This is what I'm trying to do, as it seems likely that's where the problem is, but since I haven't yet been able to reproduce with the specific grub2 versions you have reported the problem on it seems a bit unfair to just toss this over the fence without any further investigation.

> If you are interested, I can walk you through the exact steps that I did on the exact RHEL 8.0 image (it's our Cockpit test VM, so it's available within Red Hat).

If I'm not able to reproduce with a current snapshot I'll take you up on that, although I probably don't need all the steps: just access to the system.

Comment 16 Bryn M. Reeves 2019-01-17 11:52:26 UTC
Reproduced with RHEL-8.0-20190116.n.0.

Comment 18 Bryn M. Reeves 2019-01-17 12:10:56 UTC
There's no need to use sed on the profiles (although you can if you like). Just specify the options you want when you create it:

# boom profile create --from-host --uname-pattern el8 --os-options "root=%{root_device} ro %{root_opts} console=ttyS0,115200"
Created profile with os_id e6f881a:
  OS ID: "e6f881ae3f8a2e010375fb840bb4f386b330db6e",
  Name: "Red Hat Enterprise Linux", Short name: "rhel",
  Version: "8.0 (Ootpa)", Version ID: "8.0",
  UTS release pattern: "el8",
  Kernel pattern: "/vmlinuz-%{version}", Initramfs pattern: "/initramfs-%{version}.img",
  Root options (LVM2): "rd.lvm.lv=%{lvm_root_lv}",
  Root options (BTRFS): "rootflags=%{btrfs_subvolume}",
  Options: "root=%{root_device} ro %{root_opts} console=ttyS0,115200"

Anything you specify on the command line will override the defaults from the os-release data.

Comment 19 Bryn M. Reeves 2019-01-17 12:11:42 UTC
The grub environment block is different between the working and non-working cases:

Working:

# grub2-editenv list
saved_entry=523a903dd71b4166b3ba5884464bfb1f-4.18.0-48.el8.x86_64
kernelopts=root=/dev/mapper/rhel-root ro crashkernel=auto rd.lvm.lv=rhel/root rd.lvm.lv=rhel/swap rhgb quiet 
boot_success=0
boot_indeterminate=0

Non-working:

# grub2-editenv list
saved_entry=0
kernelopts=root=/dev/mapper/rhel-root ro crashkernel=auto resume=/dev/mapper/rhel-swap rd.lvm.lv=rhel/root rd.lvm.lv=rhel/swap rhgb quiet 
boot_success=0

Which matches comment #4, however, although manually setting the 'saved_entry' value to the correct RHEL8 boot entry _does_ select the correct default entry, the rollback entry is still sorted first in the list (functionally better, but still a cosmetic problem).

Comment 20 Bryn M. Reeves 2019-01-17 12:18:46 UTC
Adding an 'id' key to the Boom entry (which should sort either greater or lesser than either of the others) also does not affect the order of entries in the menu.

Comment 21 Bryn M. Reeves 2019-01-17 12:47:55 UTC
According to:

  https://fedoraproject.org/wiki/Changes/BootLoaderSpecByDefault

The sorting of the entries is ordered by "the BLS filename using the rpmvercmp() version comparison function.". I can't find equivalent information for RHEL, but this appears to be incorrect: adding additional BLS entries whose file names have leading '0's, 'z's, or version strings that should sort later produces no change at all in the sorting of the menu entries.
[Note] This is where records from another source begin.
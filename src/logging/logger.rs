//! Structured logger with dry-run awareness and summary collection.
use std::path::PathBuf;
use std::sync::Mutex;

use super::subscriber::{DRY_RUN_TARGET, STAGE_TARGET};
use super::types::{TaskEntry, TaskStatus};
use super::utils::log_file_path;

/// Structured logger with dry-run awareness and summary collection.
///
/// Messages are emitted as [`tracing`] events; the subscriber installed by
/// [`init_subscriber`](super::subscriber::init_subscriber) renders them on
/// the console and appends them to `$XDG_CACHE_HOME/dotsync/<command>.log`.
#[derive(Debug)]
pub struct Logger {
    tasks: Mutex<Vec<TaskEntry>>,
    log_file: Option<PathBuf>,
}

impl Logger {
    /// Create a new logger for `command` (`upstream` or `downstream`).
    ///
    /// Only remembers the log file path for the summary; the file itself is
    /// written by the subscriber's file layer.
    #[must_use]
    pub fn new(command: &str) -> Self {
        Self {
            tasks: Mutex::new(Vec::new()),
            log_file: log_file_path(command),
        }
    }

    /// Logger that records steps but points at no log file.
    #[must_use]
    pub const fn detached() -> Self {
        Self {
            tasks: Mutex::new(Vec::new()),
            log_file: None,
        }
    }

    /// Log an error message.
    pub fn error(&self, msg: &str) {
        tracing::error!("{msg}");
    }

    /// Log a warning message.
    pub fn warn(&self, msg: &str) {
        tracing::warn!("{msg}");
    }

    /// Log a stage header (major section).
    pub fn stage(&self, msg: &str) {
        tracing::info!(target: STAGE_TARGET, "{msg}");
    }

    /// Log an informational message.
    pub fn info(&self, msg: &str) {
        tracing::info!("{msg}");
    }

    /// Log a debug message (console only with `--verbose`).
    pub fn debug(&self, msg: &str) {
        tracing::debug!("{msg}");
    }

    /// Log a dry-run action message.
    pub fn dry_run(&self, msg: &str) {
        tracing::info!(target: DRY_RUN_TARGET, "{msg}");
    }

    /// Record a step result for the summary.
    pub fn record_task(&self, name: &str, status: TaskStatus, message: Option<&str>) {
        if let Ok(mut guard) = self.tasks.lock() {
            guard.push(TaskEntry {
                name: name.to_string(),
                status,
                message: message.map(String::from),
            });
        }
    }

    /// Snapshot of all recorded step entries.
    #[must_use]
    pub fn task_entries(&self) -> Vec<TaskEntry> {
        self.tasks.lock().map_or_else(|_| vec![], |g| g.clone())
    }

    /// Return `true` if any recorded step has failed.
    #[must_use]
    pub fn has_failures(&self) -> bool {
        self.failure_count() > 0
    }

    /// Count the number of failed steps.
    #[must_use]
    pub fn failure_count(&self) -> usize {
        self.tasks.lock().map_or(0, |guard| {
            guard
                .iter()
                .filter(|t| t.status == TaskStatus::Failed)
                .count()
        })
    }

    /// Print the summary of all recorded steps.
    pub fn print_summary(&self) {
        let tasks = self.task_entries();
        if tasks.is_empty() {
            return;
        }

        self.stage("Summary");

        let mut ok = 0u32;
        let mut not_applicable = 0u32;
        let mut skipped = 0u32;
        let mut dry_run = 0u32;
        let mut failed = 0u32;

        for task in &tasks {
            let (icon, color) = match task.status {
                TaskStatus::Ok => {
                    ok += 1;
                    ("✓", "\x1b[32m")
                }
                TaskStatus::NotApplicable => {
                    not_applicable += 1;
                    ("·", "\x1b[2m")
                }
                TaskStatus::Skipped => {
                    skipped += 1;
                    ("○", "\x1b[33m")
                }
                TaskStatus::DryRun => {
                    dry_run += 1;
                    ("~", "\x1b[37m")
                }
                TaskStatus::Failed => {
                    failed += 1;
                    ("✗", "\x1b[31m")
                }
            };

            let suffix = task
                .message
                .as_ref()
                .map_or_else(String::new, |msg| format!(" ({msg})"));

            self.info(&format!("{color}{icon} {}{suffix}\x1b[0m", task.name));
        }

        let total = ok + not_applicable + skipped + dry_run + failed;
        self.info(&format!(
            "{total} steps: \x1b[32m{ok} ok\x1b[0m, \x1b[2m{not_applicable} n/a\x1b[0m, \x1b[33m{skipped} skipped\x1b[0m, \x1b[37m{dry_run} dry-run\x1b[0m, \x1b[31m{failed} failed\x1b[0m"
        ));

        if let Some(path) = &self.log_file {
            self.info(&format!("\x1b[2mlog: {}\x1b[0m", path.display()));
        }
    }
}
All boom entries come first, followed by the system defined entries.

Comment 22 Bryn M. Reeves 2019-01-17 12:53:56 UTC
Reading the grub2 BLS patches, it seems the sort is actually applied to the 'version' field of the entries, rather than the file name as documented. Since the versions are all the same here (just one kernel), it looks like the list starts off in reverse order of inode number - this is the reason that our "new" entries appear on top. Changing a version value to a lower number will cause that entry to drop further down the list.
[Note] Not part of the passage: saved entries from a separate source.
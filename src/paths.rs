//! Path resolution: home directory, tilde expansion, platform path selection.
use std::path::{MAIN_SEPARATOR, Path, PathBuf};

use crate::platform::Platform;

/// The user's home directory could not be determined.
#[derive(Clone, Debug, thiserror::Error)]
#[error("cannot determine absolute path to user's home directory")]
pub struct NoHome;

/// Absolute path to the user's home directory.
///
/// Does not check that the directory exists.
///
/// # Errors
///
/// Returns [`NoHome`] when neither `HOME` nor the platform fallback is set.
pub fn home_dir() -> Result<PathBuf, NoHome> {
    dirs::home_dir().ok_or(NoHome)
}

/// Replace the first `~` in `path` with `home`.
///
/// Everything after the `~` is kept verbatim; anything before it is dropped,
/// so `"~/dev"` and `"x~/dev"` both become `"<home>/dev"`. Paths without a
/// tilde are returned unchanged.
///
/// # Examples
///
/// ```
/// use std::path::Path;
/// use dotsync::paths::expand_tilde;
///
/// let home = Path::new("/home/me");
/// assert_eq!(expand_tilde("~/.vimrc", home), "/home/me/.vimrc");
/// assert_eq!(expand_tilde("/etc/hosts", home), "/etc/hosts");
/// ```
#[must_use]
pub fn expand_tilde(path: &str, home: &Path) -> String {
    path.split_once('~').map_or_else(
        || path.to_string(),
        |(_, rest)| format!("{}{rest}", home.display()),
    )
}

/// Pick the installed path for `platform`.
///
/// Uses the entry at [`Platform::index`]; when the list is shorter (a single
/// shared path, or an unknown platform) the last path is the fallback.
/// Returns `None` only for an empty list.
#[must_use]
pub fn select_installed_path(paths: &[PathBuf], platform: Platform) -> Option<&Path> {
    paths
        .get(platform.index())
        .or_else(|| paths.last())
        .map(PathBuf::as_path)
}

/// Render a mirror source path.
///
/// Directory sources end in a separator so rsync copies the directory's
/// contents into the destination instead of nesting it.
#[must_use]
pub fn rsync_source(path: &Path, is_directory: bool) -> String {
    let mut s = path.display().to_string();
    if is_directory && !s.ends_with(MAIN_SEPARATOR) {
        s.push(MAIN_SEPARATOR);
    }
    s
}
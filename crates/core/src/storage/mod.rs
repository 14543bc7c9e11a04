pub mod format;
pub mod manager;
Comment 23 Javier Martinez Canillas 2019-02-01 19:02:17 UTC
(In reply to Bryn M. Reeves from comment #22)
> Reading the grub2 BLS patches, it seems the sort is actually applied to the
> 'version' field of the entries, rather than the file name as documented.
> Since the versions are all the same here (just one kernel), it looks like
> the list starts off in reverse order of inode number - this is the reason
> that our "new" entries appear on top. Changing a version value to a lower
> number will cause that entry to drop further down the list.

Yes. We made the version field to have precedence over the filename to also support ostree, whose generated BLS snippets filename was ostree-$ID-$VARIANT_ID-$index.conf but were actually sorted by the version field (which was the inverse of the index).

I have since then changed this in ostree so now the BLS filenames are ostree-$version-$ID-$VARIANT_ID.conf:

https://github.com/ostreedev/ostree/commit/9f48e212a3b

So we now just use sorting by filename in Fedora, but couldn't push that change in RHEL8 anymore due the devel freeze. That's why you see an inconsistency to what's mentioned in the Fedora Changes wiki page and the RHEL8 implementation.

I think that this issue will be solved (or at least worked around) by Anaconda correctly setting the BLS id as saved_entry instead of the index at installation (bug #1671047).

Comment 24 Martin Pitt 2019-02-05 07:50:02 UTC
> I think that this issue will be solved (or at least worked around) by Anaconda correctly setting the BLS id as saved_entry instead of the index at installation 

That won't help existing systems though (RHEL 7 upgrades or RHEL 8 beta installs)

Comment 25 Javier Martinez Canillas 2019-02-05 07:52:13 UTC
(In reply to Martin Pitt from comment #24)
> > I think that this issue will be solved (or at least worked around) by Anaconda correctly setting the BLS id as saved_entry instead of the index at installation 
> 
> That won't help existing systems though (RHEL 7 upgrades or RHEL 8 beta
> installs)

But in this case wouldn't the default be updated when a new kernel is updated?

Comment 26 Bryn M. Reeves 2019-02-05 10:19:05 UTC
> That won't help existing systems though (RHEL 7 upgrades or RHEL 8 beta installs)

Not sure I follow? Upgrades using Leapp (afaik our only supported in-place upgrade mechanism) use the RPM packages and don't meddle with the system - they have never shown this problem. It's only Anaconda installations that will experience this since Anaconda explicitly re-sets the saved_entry to '0'.

As far as I understand, a beta is not formally supported anyway - so the answer would be to either use a later snapshot if the user has access, or to wait for GA.

Comment 27 Bryn M. Reeves 2019-09-20 14:39:21 UTC

*** This bug has been marked as a duplicate of bug 1671047 ***